Sometimes there are no real choices (a child exposed to narcotics or cigarettes in the home).
Health may suffer because people have limited options for care — or don’t know how to use the ones they do have.
“Access to optimal health takes place in a context,” says Dr. Dreyzehner.
“People need healthy choices and a way to develop healthy default behaviors so that it is easy for them to get physically active or eat right. We can’t just hope it will happen — we must be deliberate in creating the conditions that support health in our communities.”
Affordability, geography and cultural barriers
Affordability, geography and culture all play a role in chronic illnesses such as diabetes, heart disease and hypertension.
Someone who lives many miles away from a health care provider, and will lose a day’s pay by making an appointment, probably won’t schedule one and so won’t get the wellness advice they need.
A family in a low-income, high-crime neighborhood may not have a safe place to get out and play or exercise, so they don’t.
A newly arrived immigrant who doesn’t speak English well will have a tougher path to higher education and job success — both of which are linked to healthier lives — so she doesn’t pursue either.
Organizations across the state that treat the underserved help knock down some of these obstacles to better health.
Like the health care industry and the state of Tennessee, nonprofits now pay attention to prevention.

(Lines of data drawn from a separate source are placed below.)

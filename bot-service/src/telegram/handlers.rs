use std::sync::Arc;
use std::time::Instant;

use shared::config::EngineConfig;
use shared::errors::{Result, ServiceError};
use shared::types::{SenderHandle, UserId};
use teloxide::{
    dispatching::dialogue::InMemStorage,
    prelude::*,
    types::{CallbackQuery, ChatId, Me, Message},
    utils::command::BotCommands,
};
use tokio::sync::Mutex;

use super::{keyboards, messages};
use crate::dispatcher::AdminDispatcher;
use crate::engine::{Effect, Engine, Event, Reason};
use crate::state::{ConversationState, Draft};

pub type MyDialogue = Dialogue<ConversationState, InMemStorage<ConversationState>>;

fn map_teloxide_err<E: std::fmt::Display>(e: E) -> ServiceError {
    ServiceError::Telegram(e.to_string())
}

fn map_dialogue_err<E: std::fmt::Display>(e: E) -> ServiceError {
    ServiceError::Internal(format!("Failed to update dialogue: {}", e))
}

#[derive(BotCommands, Clone)]
#[command(rename_rule = "lowercase", description = "Available commands:")]
pub enum Command {
    #[command(description = "Show the welcome message and menu")]
    Start,
    #[command(description = "Show the rules")]
    Help,
    #[command(description = "Drop the card you are writing")]
    Cancel,
}

pub async fn handle_idle_state(
    bot: Bot,
    msg: Message,
    dialogue: MyDialogue,
    me: Me,
    engine: Arc<Mutex<Engine>>,
    admin: Arc<AdminDispatcher>,
    config: EngineConfig,
) -> Result<()> {
    let Some(text) = msg.text() else {
        return Ok(());
    };

    match BotCommands::parse(text, me.username()) {
        Ok(Command::Start) => {
            bot.send_message(msg.chat.id, messages::welcome())
                .reply_markup(keyboards::make_main_menu_keyboard())
                .await
                .map_err(map_teloxide_err)?;
        }
        Ok(Command::Help) => {
            bot.send_message(msg.chat.id, messages::rules(&config))
                .reply_markup(keyboards::make_main_menu_keyboard())
                .await
                .map_err(map_teloxide_err)?;
        }
        Ok(Command::Cancel) => {
            run_event(
                &bot,
                &msg,
                &dialogue,
                &engine,
                &admin,
                &config,
                ConversationState::Idle,
                Event::Cancel,
            )
            .await?;
        }
        Err(_) => {
            run_event(
                &bot,
                &msg,
                &dialogue,
                &engine,
                &admin,
                &config,
                ConversationState::Idle,
                Event::Text(text),
            )
            .await?;
        }
    }

    Ok(())
}

pub async fn handle_sender_alias_step(
    bot: Bot,
    msg: Message,
    dialogue: MyDialogue,
    draft: Draft,
    engine: Arc<Mutex<Engine>>,
    admin: Arc<AdminDispatcher>,
    config: EngineConfig,
) -> Result<()> {
    let state = ConversationState::AwaitingSenderAlias { draft };
    run_flow_step(&bot, &msg, &dialogue, &engine, &admin, &config, state).await
}

pub async fn handle_recipient_handle_step(
    bot: Bot,
    msg: Message,
    dialogue: MyDialogue,
    draft: Draft,
    engine: Arc<Mutex<Engine>>,
    admin: Arc<AdminDispatcher>,
    config: EngineConfig,
) -> Result<()> {
    let state = ConversationState::AwaitingRecipientHandle { draft };
    run_flow_step(&bot, &msg, &dialogue, &engine, &admin, &config, state).await
}

pub async fn handle_recipient_name_step(
    bot: Bot,
    msg: Message,
    dialogue: MyDialogue,
    draft: Draft,
    engine: Arc<Mutex<Engine>>,
    admin: Arc<AdminDispatcher>,
    config: EngineConfig,
) -> Result<()> {
    let state = ConversationState::AwaitingRecipientName { draft };
    run_flow_step(&bot, &msg, &dialogue, &engine, &admin, &config, state).await
}

pub async fn handle_body_step(
    bot: Bot,
    msg: Message,
    dialogue: MyDialogue,
    draft: Draft,
    engine: Arc<Mutex<Engine>>,
    admin: Arc<AdminDispatcher>,
    config: EngineConfig,
) -> Result<()> {
    let state = ConversationState::AwaitingBody { draft };
    run_flow_step(&bot, &msg, &dialogue, &engine, &admin, &config, state).await
}

pub async fn handle_callback_query(
    bot: Bot,
    q: CallbackQuery,
    dialogue: MyDialogue,
    engine: Arc<Mutex<Engine>>,
    admin: Arc<AdminDispatcher>,
    config: EngineConfig,
) -> Result<()> {
    if let Some(data) = &q.data {
        if let Some(msg) = &q.message {
            let chat = msg.chat();

            match data.as_str() {
                keyboards::CREATE_CARD_CALLBACK => {
                    let state = dialogue
                        .get()
                        .await
                        .map_err(map_dialogue_err)?
                        .unwrap_or_default();
                    let user_id = UserId(q.from.id.0);
                    let sender_handle = SenderHandle::from_username(q.from.username.as_deref());

                    let transition = {
                        let mut engine = engine.lock().await;
                        engine.advance(
                            user_id,
                            &sender_handle,
                            state,
                            Event::StartCard,
                            Instant::now(),
                        )?
                    };
                    dialogue
                        .update(transition.next)
                        .await
                        .map_err(map_dialogue_err)?;

                    apply_effect(
                        &bot,
                        chat.id,
                        user_id,
                        transition.effect,
                        &engine,
                        &admin,
                        &config,
                    )
                    .await?;
                }
                keyboards::RULES_CALLBACK => {
                    bot.send_message(chat.id, messages::rules(&config))
                        .await
                        .map_err(map_teloxide_err)?;
                }
                _ => {}
            }
        }

        bot.answer_callback_query(q.id.clone())
            .await
            .map_err(map_teloxide_err)?;
    }

    Ok(())
}

/// Common path for the four in-flow states: text in, `/cancel` escape hatch,
/// everything else is step input.
async fn run_flow_step(
    bot: &Bot,
    msg: &Message,
    dialogue: &MyDialogue,
    engine: &Arc<Mutex<Engine>>,
    admin: &AdminDispatcher,
    config: &EngineConfig,
    state: ConversationState,
) -> Result<()> {
    let Some(text) = msg.text() else {
        bot.send_message(msg.chat.id, messages::text_only())
            .await
            .map_err(map_teloxide_err)?;
        return Ok(());
    };

    let event = if text.trim() == "/cancel" {
        Event::Cancel
    } else {
        Event::Text(text)
    };

    run_event(bot, msg, dialogue, engine, admin, config, state, event).await
}

async fn run_event(
    bot: &Bot,
    msg: &Message,
    dialogue: &MyDialogue,
    engine: &Arc<Mutex<Engine>>,
    admin: &AdminDispatcher,
    config: &EngineConfig,
    state: ConversationState,
    event: Event<'_>,
) -> Result<()> {
    let Some(user) = msg.from.as_ref() else {
        return Ok(());
    };
    let user_id = UserId(user.id.0);
    let sender_handle = SenderHandle::from_username(user.username.as_deref());

    let transition = {
        let mut engine = engine.lock().await;
        engine.advance(user_id, &sender_handle, state, event, Instant::now())?
    };
    dialogue
        .update(transition.next)
        .await
        .map_err(map_dialogue_err)?;

    apply_effect(
        bot,
        msg.chat.id,
        user_id,
        transition.effect,
        engine,
        admin,
        config,
    )
    .await
}

/// Turns an engine effect into the reply owed for the event. Delivery is
/// awaited before the quota commit and before the confirmation, so a failed
/// send never consumes quota.
async fn apply_effect(
    bot: &Bot,
    chat_id: ChatId,
    user_id: UserId,
    effect: Effect,
    engine: &Arc<Mutex<Engine>>,
    admin: &AdminDispatcher,
    config: &EngineConfig,
) -> Result<()> {
    match effect {
        Effect::Silent => {}
        Effect::Help => {
            bot.send_message(chat_id, messages::help())
                .reply_markup(keyboards::make_main_menu_keyboard())
                .await
                .map_err(map_teloxide_err)?;
        }
        Effect::Cancelled => {
            bot.send_message(chat_id, messages::cancelled())
                .reply_markup(keyboards::make_main_menu_keyboard())
                .await
                .map_err(map_teloxide_err)?;
        }
        Effect::Prompt(step) => {
            bot.send_message(chat_id, messages::prompt(step, config))
                .await
                .map_err(map_teloxide_err)?;
        }
        Effect::Reject(reason) => {
            if matches!(reason, Reason::TooFast) {
                shared::record_counter("rate_limited_events", 1);
            }
            bot.send_message(chat_id, messages::rejection(reason, config))
                .await
                .map_err(map_teloxide_err)?;
        }
        Effect::Ready(submission) => match admin.deliver(&submission).await {
            Ok(()) => {
                let remaining = {
                    let mut engine = engine.lock().await;
                    engine.commit(user_id);
                    engine.remaining(user_id)
                };
                shared::record_counter("cards_delivered", 1);
                bot.send_message(
                    chat_id,
                    messages::success(&submission, remaining, config.submission_quota),
                )
                .reply_markup(keyboards::make_main_menu_keyboard())
                .await
                .map_err(map_teloxide_err)?;
            }
            Err(e) => {
                shared::record_counter("card_delivery_failures", 1);
                tracing::error!(user = %user_id, error = %e, "card delivery failed");
                bot.send_message(chat_id, messages::delivery_failed())
                    .await
                    .map_err(map_teloxide_err)?;
            }
        },
    }

    Ok(())
}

With concerted state and local efforts, progress has been made, but there’s still a lot to accomplish.
“We have to change our culture and move to a culture of health,” says Dr. Dreyzehner.
“We moved up a couple of notches recently, but Tennessee has been in the bottom 10 of national health rankings for the past 25 years.
“Our vision at the Department of Health is to accelerate Tennessee’s standing to be one of the 10 healthiest states in the country.
“That’s aspirational, to be sure, but we believe it is doable.”